The Task can be anything , reading temperature /pressure/capturing pictures or motion detection. In this project the task is capturing the picture.I used OV7670 VGA camera at 160x120 resolution with Flexio Ports.
FRDM-K82F Board got it from hackster.io And interfaced with NTAG I2c Plus board , OV7670 and L293D H bridge driver. Purchased Scarab XL Hexbug from online store and established the connections between L293D and DC motors. Also connected LEDs in Scarab.
Android application is for configuring the scarab and it is developed using Android studio. Using of this App the user can define a path for maneuvering the scrab. Its similar like my sketch drive car. In addition the user can set the task location in the maneuver path. The app also can be connect to Bluetooth module (HC-05) for reading Image data from Serial Flash (K82F Board has external Flash of 64MB).

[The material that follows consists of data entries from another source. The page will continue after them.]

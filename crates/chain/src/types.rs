//! Wire-level types shared by the chain client and the protocol adapters.

use rust_decimal::Decimal;
use rust_decimal_macros::dec;
use serde::{Deserialize, Serialize};
use serde_json::Value;

/// On-chain amounts are integers scaled by 10^6.
pub const MICRO_MULTIPLIER: Decimal = dec!(1000000);

/// Convert a whole-unit amount into its integer micro-unit string.
///
/// Rounds toward zero so a built message never spends more than requested.
pub fn to_micro_string(amount: Decimal) -> String {
    (amount * MICRO_MULTIPLIER).trunc().normalize().to_string()
}

/// Convert a micro-unit amount into whole units.
pub fn from_micro(amount: Decimal) -> Decimal {
    amount / MICRO_MULTIPLIER
}

/// Parse a decimal that the chain encodes as a JSON string or number.
pub fn parse_decimal(value: &Value) -> Option<Decimal> {
    match value {
        Value::String(s) => s.parse().ok(),
        Value::Number(n) => n.to_string().parse().ok(),
        _ => None,
    }
}

/// Native coin attached to a message.
#[derive(Debug, Clone, PartialEq, Eq, Serialize, Deserialize)]
pub struct Coin {
    pub denom: String,
    /// Micro-unit integer amount
    pub amount: String,
}

impl Coin {
    /// Build a coin from a whole-unit amount.
    pub fn from_whole(denom: impl Into<String>, amount: Decimal) -> Self {
        Self {
            denom: denom.into(),
            amount: to_micro_string(amount),
        }
    }
}

/// A contract execution message, the only message kind the bot emits.
#[derive(Debug, Clone, PartialEq, Serialize, Deserialize)]
pub struct Message {
    pub sender: String,
    pub contract: String,
    pub execute_msg: Value,
    #[serde(default, skip_serializing_if = "Vec::is_empty")]
    pub coins: Vec<Coin>,
}

impl Message {
    pub fn execute(sender: &str, contract: &str, execute_msg: Value) -> Self {
        Self {
            sender: sender.to_string(),
            contract: contract.to_string(),
            execute_msg,
            coins: Vec::new(),
        }
    }

    pub fn with_coins(mut self, coins: Vec<Coin>) -> Self {
        self.coins = coins;
        self
    }

    /// Name of the top-level execute action (`"borrow_stable"`, `"send"`, ...).
    pub fn action(&self) -> Option<&str> {
        self.execute_msg
            .as_object()
            .and_then(|obj| obj.keys().next())
            .map(String::as_str)
    }
}

/// Result of a successful broadcast.
#[derive(Debug, Clone, PartialEq, Eq, Serialize, Deserialize)]
pub struct TxReceipt {
    pub txhash: String,
    pub height: u64,
}

/// Asset identifier in synthetic-protocol messages.
#[derive(Debug, Clone, PartialEq, Eq, Serialize, Deserialize)]
#[serde(rename_all = "snake_case")]
pub enum AssetInfo {
    Token { contract_addr: String },
    NativeToken { denom: String },
}

impl AssetInfo {
    pub fn token(contract_addr: impl Into<String>) -> Self {
        Self::Token {
            contract_addr: contract_addr.into(),
        }
    }

    pub fn native(denom: impl Into<String>) -> Self {
        Self::NativeToken {
            denom: denom.into(),
        }
    }

    /// The identifier the collateral oracle expects (contract address or denom).
    pub fn key(&self) -> &str {
        match self {
            Self::Token { contract_addr } => contract_addr,
            Self::NativeToken { denom } => denom,
        }
    }

    /// Build the `{ info, amount }` JSON asset with a whole-unit amount.
    pub fn to_asset_json(&self, amount: Decimal) -> Value {
        serde_json::json!({
            "info": self,
            "amount": to_micro_string(amount),
        })
    }
}

/// A synthetic-protocol CDP as returned by the mint contract.
#[derive(Debug, Clone, PartialEq)]
pub struct PositionInfo {
    pub idx: String,
    pub collateral: AssetInfo,
    /// Micro units
    pub collateral_amount: Decimal,
    pub asset: AssetInfo,
    /// Micro units
    pub asset_amount: Decimal,
    pub is_short: bool,
}

/// Oracle quote for a synthetic asset.
#[derive(Debug, Clone, Copy, PartialEq)]
pub struct OraclePrice {
    /// Asset per stable unit; the asset price is `1 / rate`
    pub rate: Decimal,
    /// Sequence marker of the last quote update (unix seconds on Mirror)
    pub last_updated_quote: u64,
}

/// AMM pair reserves.
#[derive(Debug, Clone, Copy, PartialEq)]
pub struct PoolInfo {
    /// Stable-side reserve, micro units
    pub stable_reserve: Decimal,
    /// Asset-side reserve, micro units
    pub asset_reserve: Decimal,
    /// Total LP share supply, micro units
    pub total_share: Decimal,
}

impl PoolInfo {
    /// Pool price of one asset unit in stable.
    pub fn price(&self) -> Option<Decimal> {
        if self.asset_reserve.is_zero() {
            None
        } else {
            Some(self.stable_reserve / self.asset_reserve)
        }
    }
}

/// Staking entry of the wallet for one asset.
#[derive(Debug, Clone, Copy, PartialEq)]
pub struct RewardInfo {
    /// Bonded LP amount, micro units
    pub bond_amount: Decimal,
    pub is_short: bool,
}

/// Reverse swap simulation: cost in stable to receive a given asset amount.
#[derive(Debug, Clone, Copy, PartialEq)]
pub struct SwapSimulation {
    pub offer_amount: Decimal,
    pub spread_amount: Decimal,
    pub commission_amount: Decimal,
}

impl SwapSimulation {
    /// Total stable spent, micro units.
    pub fn total_cost(&self) -> Decimal {
        self.offer_amount + self.spread_amount + self.commission_amount
    }
}
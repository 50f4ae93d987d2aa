//! Rebalancer core logic.
//!
//! This crate provides the leveraged-position maintenance engine:
//! - Credit facility LTV tracking and repay/borrow sizing
//! - Synthetic-asset CDP margin tracking with market-hours debounce
//! - Liquidity sourcing across wallet cash, the savings deposit, borrower
//!   rewards and position unwinds
//! - The rebalancing engine state machine and its per-cycle pipeline
//!
//! All chain access goes through the capability traits of
//! `rebalancer-chain`, bounded by a per-call timeout.

pub mod config;
mod engine;
mod error;
mod facility;
mod gateway;
mod position;
mod queue;
mod snapshot;
mod sourcer;

#[cfg(test)]
mod testing;

pub use config::{BotConfig, ConfigField, NetworkConfig};
pub use engine::{
    BroadcastOutcome, EngineStatus, ExecuteOutcome, PositionView, RebalancingEngine,
    StatusSnapshot,
};
pub use error::{EngineError, EngineResult, FacilityError, PositionError, ValidationError};
pub use facility::CreditFacility;
pub use gateway::Gateway;
pub use position::{
    asset_for_lp, lp_for_asset, staked_long_lp, Compensation, SyntheticPosition,
    MINTABLE_STALENESS,
};
pub use queue::{messages_of, Channel, Operation, OperationKind, PendingQueues};
pub use snapshot::CycleSnapshot;
pub use sourcer::{FundingPlan, LiquiditySourcer};
//! Wallet balances captured once per cycle and passed down explicitly.

use rust_decimal::Decimal;
use tokio::time::Instant;

use crate::error::EngineResult;
use crate::gateway::Gateway;

#[derive(Debug, Clone, Copy, PartialEq)]
pub struct CycleSnapshot {
    /// Wallet stable balance
    pub cash: Decimal,
    /// Stable value of the money-market deposit
    pub deposit: Decimal,
    /// Stable value of one deposit token
    pub exchange_rate: Decimal,
    pub taken_at: Instant,
}

impl CycleSnapshot {
    pub async fn capture(gateway: &Gateway) -> EngineResult<Self> {
        let market = gateway.market();
        let (cash, deposit, exchange_rate) = futures::try_join!(
            gateway.stable_balance(),
            gateway.call("get_deposit", market.get_deposit(gateway.address())),
            gateway.call("get_exchange_rate", market.get_exchange_rate()),
        )?;
        Ok(Self {
            cash,
            deposit,
            exchange_rate,
            taken_at: Instant::now(),
        })
    }

    /// Deposit tokens worth `stable` at the captured rate.
    pub fn deposit_tokens_for(&self, stable: Decimal) -> Decimal {
        if self.exchange_rate.is_zero() {
            return Decimal::ZERO;
        }
        stable / self.exchange_rate
    }
}
//! Protocol abstraction layer.
//!
//! The rebalancer talks to two DeFi protocols through capability traits:
//!
//! - [`MoneyMarketClient`]: the credit facility (stable loan against a
//!   deposit, plus a stable savings deposit)
//! - [`SyntheticProtocolClient`]: synthetic-asset CDPs, their oracle,
//!   AMM pairs and LP staking
//!
//! Query methods hit the chain; builder methods are pure and only produce
//! [`Message`]s for the caller to queue.
//!
//! # Example
//!
//! ```rust,ignore
//! use rebalancer_chain::protocol::{AnchorMarket, MoneyMarketClient};
//!
//! let market = AnchorMarket::new(chain.clone(), contracts);
//! let borrowed = market.get_borrowed_value(chain.address()).await?;
//! let msg = market.repay(borrowed / dec!(10));
//! chain.sign_and_broadcast(&[msg]).await?;
//! ```

mod anchor;
mod mirror;

pub use anchor::{AnchorContracts, AnchorMarket};
pub use mirror::{MirrorAsset, MirrorContracts, MirrorProtocol};

use async_trait::async_trait;
use base64::engine::general_purpose::STANDARD as BASE64;
use base64::Engine;
use rust_decimal::Decimal;
use serde_json::Value;
use std::fmt::Debug;

use crate::error::ChainResult;
use crate::types::{
    to_micro_string, AssetInfo, Message, OraclePrice, PoolInfo, PositionInfo, RewardInfo,
    SwapSimulation,
};

/// Money-market credit facility.
///
/// All amounts are whole stable units unless stated otherwise.
#[async_trait]
pub trait MoneyMarketClient: Send + Sync + Debug {
    /// Outstanding loan of `account`.
    async fn get_borrowed_value(&self, account: &str) -> ChainResult<Decimal>;

    /// Maximum loan the facility allows `account` right now.
    async fn get_borrow_limit(&self, account: &str) -> ChainResult<Decimal>;

    /// Stable value of the savings deposit of `account`.
    async fn get_deposit(&self, account: &str) -> ChainResult<Decimal>;

    /// Stable value of one deposit token.
    async fn get_exchange_rate(&self) -> ChainResult<Decimal>;

    /// Contract address of the deposit (interest-bearing) token.
    fn deposit_token(&self) -> &str;

    fn borrow(&self, amount: Decimal) -> Message;

    fn repay(&self, amount: Decimal) -> Message;

    fn deposit_stable(&self, amount: Decimal) -> Message;

    /// Redeem `deposit_tokens` deposit tokens for stable.
    fn withdraw_stable(&self, deposit_tokens: Decimal) -> Message;

    /// Borrower rewards accrued to `account` and not yet claimed.
    async fn get_pending_rewards(&self, account: &str) -> ChainResult<Decimal>;

    /// Stable price of one reward token at its AMM pair.
    async fn get_reward_price(&self) -> ChainResult<Decimal>;

    /// Contract address of the reward token.
    fn reward_token(&self) -> &str;

    /// Claim every pending borrower reward to the wallet.
    fn claim_rewards(&self) -> Message;

    /// Swap `amount` reward tokens for stable.
    fn sell_rewards(&self, amount: Decimal) -> Message;

    /// Stake `amount` reward tokens in governance.
    fn stake_rewards(&self, amount: Decimal) -> Message;
}

/// Minimal asset configuration of a synthetic asset.
#[derive(Debug, Clone, Copy, PartialEq)]
pub struct AssetConfig {
    /// Protocol-mandated minimum collateral ratio before the collateral
    /// multiplier is applied
    pub min_collateral_ratio: Decimal,
}

/// Synthetic-asset protocol with oracle, AMM pairs and LP staking.
///
/// Asset parameters are the asset token contract address. Builder amounts
/// are whole units; LP amounts are whole LP tokens.
#[async_trait]
pub trait SyntheticProtocolClient: Send + Sync + Debug {
    /// Every CDP owned by `owner`.
    async fn get_positions(&self, owner: &str) -> ChainResult<Vec<PositionInfo>>;

    async fn get_position(&self, idx: &str) -> ChainResult<PositionInfo>;

    async fn get_asset_config(&self, asset_token: &str) -> ChainResult<AssetConfig>;

    /// Stable price of one collateral unit.
    async fn get_collateral_price(&self, collateral: &str) -> ChainResult<Decimal>;

    /// Multiplier applied to the minimum collateral ratio for `collateral`.
    async fn get_collateral_multiplier(&self, collateral: &str) -> ChainResult<Decimal>;

    /// Oracle rate of `asset_token` quoted against the native `denom`.
    async fn get_oracle_price(&self, denom: &str, asset_token: &str) -> ChainResult<OraclePrice>;

    /// Reserves of the asset/stable AMM pair.
    async fn get_pool_info(&self, asset_token: &str) -> ChainResult<PoolInfo>;

    /// Staking entries of `owner` for the asset's LP.
    async fn get_reward_info(&self, owner: &str, asset_token: &str)
        -> ChainResult<Vec<RewardInfo>>;

    /// Stable cost of buying `amount` of the asset from its pair.
    async fn reverse_simulate(&self, asset_token: &str, amount: Decimal)
        -> ChainResult<SwapSimulation>;

    /// Asset tokens the protocol knows by symbol.
    fn asset_token(&self, symbol: &str) -> Option<&str>;

    fn mint(&self, idx: &str, asset_token: &str, amount: Decimal) -> ChainResult<Message>;

    fn burn(&self, idx: &str, asset_token: &str, amount: Decimal) -> ChainResult<Message>;

    fn deposit(&self, idx: &str, collateral: &AssetInfo, amount: Decimal) -> ChainResult<Message>;

    fn withdraw(&self, idx: &str, collateral: &AssetInfo, amount: Decimal) -> ChainResult<Message>;

    /// Provide `asset_amount` plus `stable_amount` as liquidity and stake the LP.
    fn stake(
        &self,
        asset_token: &str,
        asset_amount: Decimal,
        stable_amount: Decimal,
    ) -> ChainResult<Vec<Message>>;

    /// Unbond staked LP back to the wallet.
    fn unstake(&self, asset_token: &str, lp_amount: Decimal) -> ChainResult<Message>;

    /// Burn LP at the pair for the underlying asset and stable.
    fn withdraw_liquidity(&self, asset_token: &str, lp_amount: Decimal) -> ChainResult<Message>;

    /// Buy `asset_amount` with `swap_stable`, then provide it with
    /// `lp_stable` and stake the LP.
    fn swap_and_provide_liquidity(
        &self,
        asset_token: &str,
        asset_amount: Decimal,
        swap_stable: Decimal,
        lp_stable: Decimal,
    ) -> ChainResult<Vec<Message>>;
}

/// CW20 `send` of `amount` (whole units) to `contract` with a hook message.
pub fn cw20_send(sender: &str, token: &str, contract: &str, amount: Decimal, hook: &Value) -> Message {
    Message::execute(
        sender,
        token,
        serde_json::json!({
            "send": {
                "contract": contract,
                "amount": to_micro_string(amount),
                "msg": BASE64.encode(hook.to_string()),
            }
        }),
    )
}

/// CW20 `increase_allowance` that never expires.
pub fn cw20_increase_allowance(sender: &str, token: &str, spender: &str, amount: Decimal) -> Message {
    Message::execute(
        sender,
        token,
        serde_json::json!({
            "increase_allowance": {
                "spender": spender,
                "amount": to_micro_string(amount),
                "expires": { "never": {} },
            }
        }),
    )
}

The RGB led's are used for indication scarab status.
Blue - Idle state
Green - Active state
Cyan - Moving State
Blue/Green - Blinking (Reading Data)
Red - Not used
Tapping a mobile with NTAG, will download the configuration into Scarab (K82F). And after that trigger (Tap again with trigger button) starts the Scarab to move on the configured path direction. And it stops at Task location , after completing the task it resumes from there and stops at destination. At this stage the user can read data from NTAG or via Bluetooth.The features can be extended by connecting scarab to internet (ESP8266 - I have tested this but not used here due to large data size Image). The results can be read from anywhere.
some use-cases are like,
Home security - Scarab robots replacement for dogs or watchman
Monitoring & Automation - It can do a lot in agriculture & Industries (with cloud)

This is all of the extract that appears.